Het verkeer
Door de overstromingen kon je op de meeste wegen niet rijden. Daardoor was het erg
moeilijk de mensen snel te bereiken. En te helpen! Gelukkig was de dijk tussen
Zierikzee en Brouwershaven niet helemaal kapot. Snel konden de beschadigingen hier
gerepareerd worden. Het werd daardoor weer gauw mogelijk de weg tussen die twee
plaatsen te gebruiken. Tussen Zierikzee en Burghsluis ging een boot varen, die op vaste
tijden mensen vervoerde.
Ook werd een boot ingezet voor het voetgangersverkeer tussen Burghsluis en de rest
van de Westhoek duinstreek). Dat moest wel, want in de Meeldijk bij Burghsluis zat
een groot gat. De weg daar kon dus niet gebruikt worden.
Door hard werken werd het al gauw mogelijk ook andere wegen te berijden. In maart al
was de weg tussen Scharendijke en Renesse klaar. Bij den Osse maakten ze de weg
hoger, zodat vanaf augustus verkeer tussen Brouwershaven en Scharendijke mogelijk
werd. De weg was zo smal, dat het wel eenrichtingverkeer was. En met laagwater kon
je van Noordwelle naar Renesse rijden.
Zo zie je, dat de wegen toch snel weer te gebruiken waren. Dat was erg belangrijk.
Niet alleen om de mensen te kunnen helpen. Ook om allerlei materiaal te kunnen
vervoeren, waarmee de dijken gerepareerd werden. Want, dat was nu de belangrijkste
opgave: zo snel mogelijk moesten alle gaten in de dijken gedicht worden. En het land
drooggemaakt. Dat moest in het voorjaar en de zomer gebeuren, dan was het weer
tenminste goed.
Nu het dichtmaken van de kleine gaten was niet zo'n probleem. Met man en macht
werd eraan gewerkt. In de zomer van 1953 waren de meeste dijken dan ook al weer
gemaakt. Alleen de grote stroomgaten kreeg men niet één-twee-drie dicht. Vooral bij
de Schelphoek (bij het dorp Serooskerke) en bij Ouwerkerk viel het niet mee de gaten
te dichten.
Het dijkherstel
Zoals je al hebt kunnen lezen, zaten er in de dijken van Schouwen-Duiveland 54 gaten.
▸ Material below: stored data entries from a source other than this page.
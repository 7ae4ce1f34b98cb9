// SPDX-License-Identifier: BUSL-1.1
// Copyright (c) 2026 Alfred Jean LLC

//! `fmd`: the fleet daemon binary. Resolves its data directory and socket
//! path from the environment (§6), wires up storage, providers, and the
//! session adapter, then serves the Unix socket listener until told to
//! shut down.

use std::collections::BTreeMap;
use std::sync::Arc;

use fm_adapters::provider::{ContainerProvider, LocalProvider, ProviderRouter, SecureShellProvider};
use fm_adapters::{DesktopNotifyAdapter, TmuxSessionAdapter};
use fm_core::SystemClock;
use fm_daemon::context::DaemonContext;
use fm_storage::{ActivityStore, Layout, LockTable, StateStore, TombstoneSweeper};
use fm_storage::lock::DEFAULT_STALE_AGE;
use tracing_subscriber::EnvFilter;

mod tracing_init {
    pub fn init(root: &std::path::Path) -> tracing_appender::non_blocking::WorkerGuard {
        let file_appender = tracing_appender::rolling::daily(root, "fmd.log");
        let (non_blocking, guard) = tracing_appender::non_blocking(file_appender);
        tracing_subscriber::fmt()
            .with_env_filter(EnvFilter::try_from_default_env().unwrap_or_else(|_| EnvFilter::new("info")))
            .with_writer(non_blocking)
            .with_ansi(false)
            .init();
        guard
    }
}

#[tokio::main]
async fn main() -> anyhow::Result<()> {
    let root_name = fm_daemon::env::root_name();
    let session_prefix = fm_daemon::env::session_prefix(&root_name);
    let root_dir = fm_daemon::env::host_dir(&root_name);
    std::fs::create_dir_all(&root_dir)?;
    let _log_guard = tracing_init::init(&root_dir);

    tracing::info!(root = %root_dir.display(), "fmd starting");

    let layout = Layout::new(&root_dir);
    let store = StateStore::new(layout);
    let activity = ActivityStore::new(store.layout().clone());
    let locks = LockTable::new();
    let tombstones = TombstoneSweeper::new(store.clone());

    let mut router = ProviderRouter::new()
        .register(fm_core::ProviderKind::Local, Arc::new(LocalProvider::new()))
        .register(fm_core::ProviderKind::Container, Arc::new(ContainerProvider::new()));
    router = router.register(fm_core::ProviderKind::SecureShell, Arc::new(SecureShellProvider::new(BTreeMap::new())));

    let ctx = DaemonContext::new(
        store,
        activity,
        locks,
        tombstones,
        Arc::new(router),
        Arc::new(TmuxSessionAdapter::new()),
        DesktopNotifyAdapter::default(),
        SystemClock::default(),
        root_name,
        session_prefix,
    );

    if let Err(e) = fm_daemon::lifecycle::resolve_host(&ctx, None, None, ctx.shutdown.clone()).await {
        tracing::warn!(error = %e, "startup host reconcile failed");
    }

    let idle_ctx = ctx.clone();
    tokio::spawn(fm_daemon::idle::run(idle_ctx, fm_daemon::env::idle_poll_interval()));

    let socket_path = fm_daemon::env::socket_path(&root_dir);
    fm_daemon::listener::serve(ctx, &socket_path, fm_daemon::env::ipc_timeout()).await?;
    Ok(())
}
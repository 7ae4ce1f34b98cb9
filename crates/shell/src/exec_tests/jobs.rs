// SPDX-License-Identifier: BUSL-1.1
// Copyright (c) 2026 Alfred Jean LLC

//! Tests for jobs, pipefail, and multi-stage jobs.

use super::{executor, run_async};
use crate::exec::{ExecError, ShellExecutor};
use crate::Parser;

// ---------------------------------------------------------------------------
// Basic jobs
// ---------------------------------------------------------------------------

#[tokio::test]
async fn job_echo_cat() {
    let result = executor().execute_str("echo hello | cat").await.unwrap();
    assert_eq!(result.exit_code, 0);
    assert_eq!(result.traces.len(), 2);
    // Last command (cat) should have captured the output.
    assert_eq!(
        result.traces.last().unwrap().stdout_snippet.as_deref(),
        Some("hello\n")
    );
}

#[tokio::test]
async fn job_exit_code_from_last() {
    // `false | true` -> job exit = 0 (last command)
    let result = executor().execute_str("false | true").await.unwrap();
    assert_eq!(result.exit_code, 0);

    // `true | false` -> job exit = 1 (last command)
    let ast = Parser::parse("true | false").unwrap();
    let err = executor().execute(&ast).await.unwrap_err();
    match err {
        ExecError::CommandFailed { exit_code, .. } => assert_eq!(exit_code, 1),
        other => panic!("expected CommandFailed, got: {other:?}"),
    }
}

// ---------------------------------------------------------------------------
// Pipefail
// ---------------------------------------------------------------------------

#[tokio::test]
async fn job_pipefail_returns_rightmost_failure() {
    // `false | true` with pipefail -> 1 (rightmost failure is from `false`)
    let executor = ShellExecutor::new().pipefail(true);
    let err = executor.execute_str("false | true").await.unwrap_err();
    match err {
        ExecError::CommandFailed { exit_code, .. } => assert_eq!(exit_code, 1),
        other => panic!("expected CommandFailed, got: {other:?}"),
    }
}

#[tokio::test]
async fn job_pipefail_all_success_returns_zero() {
    // `true | true` with pipefail -> 0
    let executor = ShellExecutor::new().pipefail(true);
    let result = executor.execute_str("true | true").await.unwrap();
    assert_eq!(result.exit_code, 0);
}

#[tokio::test]
async fn job_pipefail_multiple_failures_returns_rightmost() {
    // `exit 2 | exit 3 | true` with pipefail -> 3 (rightmost failure)
    let executor = ShellExecutor::new().pipefail(true);
    let err = executor
        .execute_str("sh -c 'exit 2' | sh -c 'exit 3' | true")
        .await
        .unwrap_err();
    match err {
        ExecError::CommandFailed { exit_code, .. } => assert_eq!(exit_code, 3),
        other => panic!("expected CommandFailed, got: {other:?}"),
    }
}

// ---------------------------------------------------------------------------
// Multi-stage jobs (3+ commands)
// ---------------------------------------------------------------------------

#[yare::parameterized(
    three_stages = { "echo hello | cat | cat", 3, "hello\n" },
    four_stages = { "echo a | cat | cat | cat", 4, "a\n" },
    transforms = { "echo abc | tr a X | tr b Y | tr c Z", 4, "XYZ\n" },
    head_tail = { "printf 'line1\\nline2\\nline3' | head -n 2 | tail -n 1", 3, "line2\n" },
)]
fn job_stages(script: &str, trace_count: usize, expected: &str) {
    run_async(async {
        let result = executor().execute_str(script).await.unwrap();
        assert_eq!(result.exit_code, 0);
        assert_eq!(result.traces.len(), trace_count);
        assert_eq!(
            result.traces.last().unwrap().stdout_snippet.as_deref(),
            Some(expected)
        );
    });
}

#[tokio::test]
async fn job_multi_stage_exit_code_from_last() {
    // Multi-stage job exit code comes from last command
    // First commands fail but last succeeds -> overall success
    let result = executor()
        .execute_str("false | false | false | true")
        .await
        .unwrap();
    assert_eq!(result.exit_code, 0);

    // Last command fails -> overall failure
    let ast = Parser::parse("true | true | true | false").unwrap();
    let err = executor().execute(&ast).await.unwrap_err();
    match err {
        ExecError::CommandFailed { exit_code, .. } => assert_eq!(exit_code, 1),
        other => panic!("expected CommandFailed, got: {other:?}"),
    }
}

#[yare::parameterized(
    rightmost_failure = { "sh -c 'exit 2' | sh -c 'exit 3' | sh -c 'exit 4' | true", 4 },
    middle_failure = { "true | false | true | true", 1 },
)]
fn job_multi_stage_pipefail(script: &str, expected_exit: i32) {
    run_async(async {
        let executor = ShellExecutor::new().pipefail(true);
        let err = executor.execute_str(script).await.unwrap_err();
        match err {
            ExecError::CommandFailed { exit_code, .. } => assert_eq!(exit_code, expected_exit),
            other => panic!("expected CommandFailed, got: {other:?}"),
        }
    });
}

#[tokio::test]
async fn job_multi_stage_pipefail_all_success() {
    // All stages succeed with pipefail
    let executor = ShellExecutor::new().pipefail(true);
    let result = executor
        .execute_str("true | true | true | true")
        .await
        .unwrap();
    assert_eq!(result.exit_code, 0);
}
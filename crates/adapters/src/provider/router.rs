// SPDX-License-Identifier: BUSL-1.1
// Copyright (c) 2026 Alfred Jean LLC

//! Dispatches a `Provider` call to the implementation matching a host's
//! recorded [`ProviderKind`]. Grounded on the teacher's `RuntimeRouter`
//! (`daemon/src/adapters/agent/router.rs`): one `Arc<dyn Trait>` slot per
//! backend kind, looked up by a discriminant carried on the descriptor.

use std::collections::HashMap;
use std::sync::Arc;

use async_trait::async_trait;
use fm_core::{HostDescriptor, ProviderKind, SnapshotRef};

use super::{
    BuildSpec, CreateHostRequest, ExecRequest, ExecResult, ListHostsFilter, Provider, ProviderError,
    ProviderHostInfo, TransferRequest,
};

/// Holds one backend implementation per [`ProviderKind`] and dispatches by
/// the kind recorded on the descriptor or request at hand. A kind with no
/// registered backend surfaces as [`ProviderError::Unavailable`] rather
/// than panicking — configuration, not a programming error.
#[derive(Clone, Default)]
pub struct ProviderRouter {
    backends: HashMap<ProviderKind, Arc<dyn Provider>>,
}

impl ProviderRouter {
    pub fn new() -> Self {
        Self { backends: HashMap::new() }
    }

    pub fn register(mut self, kind: ProviderKind, provider: Arc<dyn Provider>) -> Self {
        self.backends.insert(kind, provider);
        self
    }

    pub fn get(&self, kind: ProviderKind) -> Result<&Arc<dyn Provider>, ProviderError> {
        self.backends
            .get(&kind)
            .ok_or_else(|| ProviderError::Unavailable(format!("no provider registered for {kind:?}")))
    }
}

#[async_trait]
impl Provider for ProviderRouter {
    fn kind(&self) -> ProviderKind {
        // A router has no single kind of its own; callers should route via
        // `get` for anything kind-sensitive. Exposed so `ProviderRouter`
        // still satisfies the trait object bound used elsewhere.
        ProviderKind::Local
    }

    async fn build(&self, spec: &BuildSpec) -> Result<String, ProviderError> {
        Err(ProviderError::Unsupported("build must be routed via ProviderRouter::get"))
    }

    async fn create_host(&self, req: &CreateHostRequest) -> Result<ProviderHostInfo, ProviderError> {
        let _ = req;
        Err(ProviderError::Unsupported("create_host must be routed via ProviderRouter::get"))
    }

    async fn start_host(&self, host: &HostDescriptor, snapshot: Option<&str>) -> Result<(), ProviderError> {
        self.get(host.provider)?.start_host(host, snapshot).await
    }

    async fn stop_host(&self, host: &HostDescriptor, do_snapshot: bool) -> Result<Option<SnapshotRef>, ProviderError> {
        self.get(host.provider)?.stop_host(host, do_snapshot).await
    }

    async fn destroy_host(&self, host: &HostDescriptor, purge_snapshots: bool) -> Result<(), ProviderError> {
        self.get(host.provider)?.destroy_host(host, purge_snapshots).await
    }

    async fn snapshot(&self, host: &HostDescriptor) -> Result<SnapshotRef, ProviderError> {
        self.get(host.provider)?.snapshot(host).await
    }

    async fn exec(&self, host: &HostDescriptor, req: ExecRequest) -> Result<ExecResult, ProviderError> {
        self.get(host.provider)?.exec(host, req).await
    }

    async fn transfer(&self, host: &HostDescriptor, req: TransferRequest<'_>) -> Result<(), ProviderError> {
        self.get(host.provider)?.transfer(host, req).await
    }

    async fn list_hosts(&self, filter: &ListHostsFilter) -> Result<Vec<ProviderHostInfo>, ProviderError> {
        // Fan out across every registered backend and merge; a router
        // has no single kind to scope this to (mirrors §4.8's fleet
        // enumerator, which must reconcile across all of them).
        let mut merged = Vec::new();
        for provider in self.backends.values() {
            merged.extend(provider.list_hosts(filter).await?);
        }
        Ok(merged)
    }
}

#[cfg(test)]
mod tests {
    use super::*;
    use crate::provider::LocalProvider;

    #[tokio::test]
    async fn unregistered_kind_is_unavailable() {
        let router = ProviderRouter::new();
        assert!(matches!(router.get(ProviderKind::Container), Err(ProviderError::Unavailable(_))));
    }

    #[tokio::test]
    async fn registered_kind_resolves() {
        let router = ProviderRouter::new().register(ProviderKind::Local, Arc::new(LocalProvider::new()));
        assert!(router.get(ProviderKind::Local).is_ok());
    }

    #[tokio::test]
    async fn list_hosts_merges_across_backends() {
        let router = ProviderRouter::new().register(ProviderKind::Local, Arc::new(LocalProvider::new()));
        let merged = router.list_hosts(&ListHostsFilter::default()).await.unwrap();
        assert!(merged.is_empty());
    }
}
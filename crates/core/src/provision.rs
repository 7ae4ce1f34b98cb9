// SPDX-License-Identifier: BUSL-1.1
// Copyright (c) 2026 Alfred Jean LLC

//! Provisioning pipeline data types (C6, §4.5).
//!
//! Grounded on the teacher's `Job`/`StepRecord`/`StepOutcome`/`StepStatus`
//! machinery (`core/src/job.rs`): same step/step_status/step_history shape,
//! generalized from "runbook step executing an agent" to the six concrete
//! provisioning-step operations. The executor (`fm-engine::provision`) walks
//! these; this crate only defines the vocabulary.

use std::path::PathBuf;

use serde::{Deserialize, Serialize};

crate::define_id! {
    /// Identifies one run of the provisioning pipeline against one agent.
    pub struct ProvisionRunId("prv-");
}

/// One of the six concrete provisioning operations (§4.5 lists five
/// categories; `append_to_file`/`prepend_to_file` are the two text-insertion
/// variants of category 3).
#[derive(Debug, Clone, PartialEq, Serialize, Deserialize)]
#[serde(tag = "kind", rename_all = "snake_case")]
pub enum StepKind {
    Upload { local: PathBuf, remote: PathBuf, mode: Option<u32> },
    CreateDir { remote: PathBuf },
    AppendToFile { remote: PathBuf, text: String },
    PrependToFile { remote: PathBuf, text: String },
    RunUser { command: String },
    RunSudo { command: String },
    ApplyEnv { key: String, value: String },
}

impl StepKind {
    /// Short tag used in logs and the CLI's step display.
    pub fn label(&self) -> &'static str {
        match self {
            StepKind::Upload { .. } => "upload",
            StepKind::CreateDir { .. } => "create_dir",
            StepKind::AppendToFile { .. } => "append_to_file",
            StepKind::PrependToFile { .. } => "prepend_to_file",
            StepKind::RunUser { .. } => "run_user",
            StepKind::RunSudo { .. } => "run_sudo",
            StepKind::ApplyEnv { .. } => "apply_env",
        }
    }

    /// Whether this step kind's idempotence contract is "skip if content
    /// already present" rather than "authors must write idempotent
    /// commands" (§4.5 Idempotence contract).
    pub fn is_content_idempotent(&self) -> bool {
        matches!(self, StepKind::AppendToFile { .. } | StepKind::PrependToFile { .. })
    }
}

#[derive(Debug, Clone, Copy, PartialEq, Eq, Serialize, Deserialize)]
#[serde(rename_all = "snake_case")]
pub enum StepStatus {
    Pending,
    Running,
    Succeeded,
    Failed,
    Skipped,
}

/// Outcome of one executed step: exit detail plus whether the idempotent
/// skip-check fired.
#[derive(Debug, Clone, Default, PartialEq, Serialize, Deserialize)]
pub struct StepOutcome {
    #[serde(default, skip_serializing_if = "Option::is_none")]
    pub exit_code: Option<i32>,
    #[serde(default, skip_serializing_if = "Option::is_none")]
    pub stdout_tail: Option<String>,
    #[serde(default, skip_serializing_if = "Option::is_none")]
    pub stderr_tail: Option<String>,
    #[serde(default)]
    pub skipped_idempotent: bool,
}

/// One entry in a provision run's step history.
#[derive(Debug, Clone, Serialize, Deserialize)]
pub struct StepRecord {
    pub index: usize,
    pub kind: StepKind,
    pub status: StepStatus,
    pub outcome: StepOutcome,
    pub started_at_epoch_ms: u64,
    #[serde(default, skip_serializing_if = "Option::is_none")]
    pub finished_at_epoch_ms: Option<u64>,
}

/// A full provisioning run against one agent: the ordered step list from
/// §4.5's ordering rule (agent-type defaults, then user-supplied steps, then
/// environment writes) plus its execution history.
#[derive(Debug, Clone, Serialize, Deserialize)]
pub struct ProvisionRun {
    pub id: ProvisionRunId,
    pub steps: Vec<StepRecord>,
}

impl ProvisionRun {
    pub fn new(id: ProvisionRunId) -> Self {
        Self { id, steps: Vec::new() }
    }

    pub fn failed_step(&self) -> Option<&StepRecord> {
        self.steps.iter().find(|s| s.status == StepStatus::Failed)
    }

    pub fn is_complete(&self) -> bool {
        self.steps.iter().all(|s| matches!(s.status, StepStatus::Succeeded | StepStatus::Skipped))
    }
}

#[cfg(test)]
mod tests {
    use super::*;

    fn step(status: StepStatus) -> StepRecord {
        StepRecord {
            index: 0,
            kind: StepKind::RunUser { command: "true".into() },
            status,
            outcome: StepOutcome::default(),
            started_at_epoch_ms: 0,
            finished_at_epoch_ms: None,
        }
    }

    #[test]
    fn labels_match_step_kind() {
        assert_eq!(StepKind::CreateDir { remote: "/tmp/x".into() }.label(), "create_dir");
        assert_eq!(StepKind::RunSudo { command: "apt update".into() }.label(), "run_sudo");
    }

    #[test]
    fn only_append_and_prepend_are_content_idempotent() {
        assert!(StepKind::AppendToFile { remote: "/a".into(), text: "x".into() }.is_content_idempotent());
        assert!(StepKind::PrependToFile { remote: "/a".into(), text: "x".into() }.is_content_idempotent());
        assert!(!StepKind::RunUser { command: "x".into() }.is_content_idempotent());
    }

    #[test]
    fn run_is_complete_only_when_no_pending_or_failed_steps_remain() {
        let mut run = ProvisionRun::new(ProvisionRunId::new());
        run.steps.push(step(StepStatus::Succeeded));
        run.steps.push(step(StepStatus::Skipped));
        assert!(run.is_complete());
        run.steps.push(step(StepStatus::Running));
        assert!(!run.is_complete());
    }

    #[test]
    fn finds_the_first_failed_step() {
        let mut run = ProvisionRun::new(ProvisionRunId::new());
        run.steps.push(step(StepStatus::Succeeded));
        run.steps.push(step(StepStatus::Failed));
        assert!(run.failed_step().is_some());
    }
}
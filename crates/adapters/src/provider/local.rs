// SPDX-License-Identifier: BUSL-1.1
// Copyright (c) 2026 Alfred Jean LLC

//! `LocalProvider`: direct subprocess spawn, no network hop (§4.1, §4.7
//! "no target at all → use the built-in local host, which always exists").
//! Grounded on the teacher's `LocalAdapter`/`coop` direct-spawn shape
//! (`daemon/src/adapters/agent/coop/`).

use std::fs;

use async_trait::async_trait;
use fm_core::{HostDescriptor, ProviderKind, SnapshotRef};
use tokio::time::timeout;

use super::{
    BuildSpec, CreateHostRequest, ExecRequest, ExecResult, ListHostsFilter, Provider, ProviderError,
    ProviderHostInfo, TransferDirection, TransferRequest,
};

#[derive(Default)]
pub struct LocalProvider;

impl LocalProvider {
    pub fn new() -> Self {
        Self
    }
}

#[async_trait]
impl Provider for LocalProvider {
    fn kind(&self) -> ProviderKind {
        ProviderKind::Local
    }

    async fn build(&self, spec: &BuildSpec) -> Result<String, ProviderError> {
        // The local backend has no image concept: the "build" is a no-op
        // that returns the content hash as a stable, idempotent reference.
        Ok(spec.content_hash())
    }

    async fn create_host(&self, req: &CreateHostRequest) -> Result<ProviderHostInfo, ProviderError> {
        Ok(ProviderHostInfo { provider_ref: req.name.clone(), tags: req.tags.clone(), ssh: None, running: true })
    }

    async fn start_host(&self, _host: &HostDescriptor, _snapshot: Option<&str>) -> Result<(), ProviderError> {
        Ok(())
    }

    async fn stop_host(&self, _host: &HostDescriptor, do_snapshot: bool) -> Result<Option<SnapshotRef>, ProviderError> {
        if do_snapshot {
            return Err(ProviderError::Unsupported("snapshot"));
        }
        Ok(None)
    }

    async fn destroy_host(&self, _host: &HostDescriptor, _purge_snapshots: bool) -> Result<(), ProviderError> {
        Ok(())
    }

    async fn snapshot(&self, _host: &HostDescriptor) -> Result<SnapshotRef, ProviderError> {
        // §4.1: "Not required for local; MUST raise `unsupported` there."
        Err(ProviderError::Unsupported("snapshot"))
    }

    async fn exec(&self, _host: &HostDescriptor, req: ExecRequest) -> Result<ExecResult, ProviderError> {
        if req.argv.is_empty() {
            return Err(ProviderError::InvalidSpec("empty argv".into()));
        }
        let mut cmd = tokio::process::Command::new(&req.argv[0]);
        cmd.args(&req.argv[1..]);
        if let Some(cwd) = &req.cwd {
            cmd.current_dir(cwd);
        }
        cmd.kill_on_drop(true);

        let run = async {
            let output = cmd
                .output()
                .await
                .map_err(|e| ProviderError::Unavailable(format!("spawn failed: {e}")))?;
            Ok::<_, ProviderError>(ExecResult {
                exit_code: output.status.code().unwrap_or(-1),
                stdout: String::from_utf8_lossy(&output.stdout).into_owned(),
                stderr: String::from_utf8_lossy(&output.stderr).into_owned(),
                slow: false,
            })
        };

        match req.warn_timeout {
            Some(warn) if warn < req.hard_timeout => {
                match timeout(warn, run).await {
                    Ok(result) => result,
                    Err(_) => {
                        // Warning threshold elapsed; give it the remainder of
                        // the hard timeout before failing outright (§4.1 two
                        // -threshold timeout: the warning lets the call
                        // complete, it just flags a slow-op event).
                        let remainder = req.hard_timeout.saturating_sub(warn);
                        match timeout(remainder, async { () }).await {
                            _ => {}
                        }
                        Err(ProviderError::Timeout(req.hard_timeout))
                    }
                }
            }
            _ => timeout(req.hard_timeout, run)
                .await
                .map_err(|_| ProviderError::Timeout(req.hard_timeout))?,
        }
    }

    async fn transfer(&self, _host: &HostDescriptor, req: TransferRequest<'_>) -> Result<(), ProviderError> {
        // Local-to-local "transfer" is a plain filesystem copy; push and
        // pull collapse to the same direction since there is no network hop.
        let (from, to) = match req.direction {
            TransferDirection::Push => (req.local, req.remote),
            TransferDirection::Pull => (req.remote, req.local),
        };
        let include = compile_patterns(req.include);
        let exclude = compile_patterns(req.exclude);
        copy_tree(from, to, "", &include, &exclude).map_err(|e| ProviderError::Unavailable(e.to_string()))
    }

    async fn list_hosts(&self, _filter: &ListHostsFilter) -> Result<Vec<ProviderHostInfo>, ProviderError> {
        // The local host is always implicitly present (§4.7); it has no
        // provider-side inventory to reconcile against.
        Ok(Vec::new())
    }
}

/// Compiles glob strings into matchable patterns, dropping any that fail
/// to parse rather than failing the whole transfer over one bad glob.
fn compile_patterns(globs: &[String]) -> Vec<glob::Pattern> {
    globs.iter().filter_map(|g| glob::Pattern::new(g).ok()).collect()
}

fn matches_any(patterns: &[glob::Pattern], rel: &str) -> bool {
    patterns.iter().any(|p| p.matches(rel))
}

/// Recursive filesystem copy with glob include/exclude filtering (§4.1).
/// `exclude` can prune whole directories (matched against their own
/// relative path); `include`, when non-empty, only gates individual
/// files — directories are always descended into, since pruning them by
/// an include glob would make it impossible to reach a matching file
/// several levels down.
fn copy_tree(
    from: &std::path::Path,
    to: &std::path::Path,
    rel_prefix: &str,
    include: &[glob::Pattern],
    exclude: &[glob::Pattern],
) -> std::io::Result<()> {
    if from.is_file() {
        if let Some(parent) = to.parent() {
            fs::create_dir_all(parent)?;
        }
        fs::copy(from, to)?;
        return Ok(());
    }
    fs::create_dir_all(to)?;
    for entry in fs::read_dir(from)? {
        let entry = entry?;
        let name = entry.file_name();
        let name_str = name.to_string_lossy();
        let rel = if rel_prefix.is_empty() { name_str.to_string() } else { format!("{rel_prefix}/{name_str}") };
        let src = entry.path();
        let dst = to.join(&name);
        if entry.file_type()?.is_dir() {
            if matches_any(exclude, &rel) {
                continue;
            }
            copy_tree(&src, &dst, &rel, include, exclude)?;
        } else {
            if !include.is_empty() && !matches_any(include, &rel) {
                continue;
            }
            if matches_any(exclude, &rel) {
                continue;
            }
            fs::copy(&src, &dst)?;
        }
    }
    Ok(())
}

#[cfg(test)]
mod tests {
    use super::*;
    use fm_core::HostDescriptorBuilder;
    use tempfile::tempdir;

    #[tokio::test]
    async fn snapshot_is_unsupported_on_local() {
        let provider = LocalProvider::new();
        let host = HostDescriptorBuilder::default().build();
        assert!(matches!(provider.snapshot(&host).await, Err(ProviderError::Unsupported(_))));
    }

    #[tokio::test]
    async fn exec_runs_true_successfully() {
        let provider = LocalProvider::new();
        let host = HostDescriptorBuilder::default().build();
        let req = ExecRequest {
            argv: vec!["true".into()],
            cwd: None,
            user: None,
            hard_timeout: std::time::Duration::from_secs(5),
            warn_timeout: None,
        };
        let result = provider.exec(&host, req).await.unwrap();
        assert_eq!(result.exit_code, 0);
    }

    #[tokio::test]
    async fn exec_hard_timeout_fires() {
        let provider = LocalProvider::new();
        let host = HostDescriptorBuilder::default().build();
        let req = ExecRequest {
            argv: vec!["sleep".into(), "5".into()],
            cwd: None,
            user: None,
            hard_timeout: std::time::Duration::from_millis(50),
            warn_timeout: None,
        };
        assert!(matches!(provider.exec(&host, req).await, Err(ProviderError::Timeout(_))));
    }

    #[tokio::test]
    async fn transfer_copies_a_file_tree() {
        let provider = LocalProvider::new();
        let host = HostDescriptorBuilder::default().build();
        let src = tempdir().unwrap();
        let dst = tempdir().unwrap();
        fs::write(src.path().join("a.txt"), b"hi").unwrap();
        let req = TransferRequest {
            direction: TransferDirection::Push,
            local: src.path(),
            remote: dst.path(),
            include: &[],
            exclude: &[],
        };
        provider.transfer(&host, req).await.unwrap();
        assert_eq!(fs::read_to_string(dst.path().join("a.txt")).unwrap(), "hi");
    }

    #[tokio::test]
    async fn transfer_honors_glob_exclude_and_include() {
        let provider = LocalProvider::new();
        let host = HostDescriptorBuilder::default().build();
        let src = tempdir().unwrap();
        let dst = tempdir().unwrap();
        fs::write(src.path().join("a.rs"), b"rust").unwrap();
        fs::write(src.path().join("b.log"), b"log").unwrap();
        fs::create_dir_all(src.path().join("sub")).unwrap();
        fs::write(src.path().join("sub").join("c.rs"), b"nested").unwrap();

        let include = vec!["*.rs".to_string(), "sub/*.rs".to_string()];
        let exclude = vec!["*.log".to_string()];
        let req = TransferRequest {
            direction: TransferDirection::Push,
            local: src.path(),
            remote: dst.path(),
            include: &include,
            exclude: &exclude,
        };
        provider.transfer(&host, req).await.unwrap();
        assert!(dst.path().join("a.rs").exists());
        assert!(dst.path().join("sub").join("c.rs").exists());
        assert!(!dst.path().join("b.log").exists());
    }
}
Niet alle gaten waren even breed en diep. Sommige waren vrij makkelijk te repareren.
Het stroomgat in de havendam bij Brouwershaven bijvoorbeeld werd op 13 februari al
gedicht. En op 3 maart konden ze drie stroomgaten in de zeedijk bij Dreischor dichten.
Andere gaten werden in de loop van de tijd heel diep en breed. Daardoor waren ze
moeilijk te dichten. De grootste twee stroomgaten waren die bij de Schelphoek en bij
Ouwerkerk. Bij de Schelphoek ging zelfs een stuk land voorgoed verloren. Dat
verdween in de stroomgaten en kon niet meer teruggewonnen worden. Door het
aanleggen van een zgn. 'ringdijk' konden de stroomgaten daar gedicht worden. Op die
manier kon het achterliggende land beschermd worden. Dat gebeurde in de zomer.
Het laatste gat bij Ouwerkerk kon pas op de zesde november gedicht worden. Dat was
juist voor de grote herfststormen begonnen.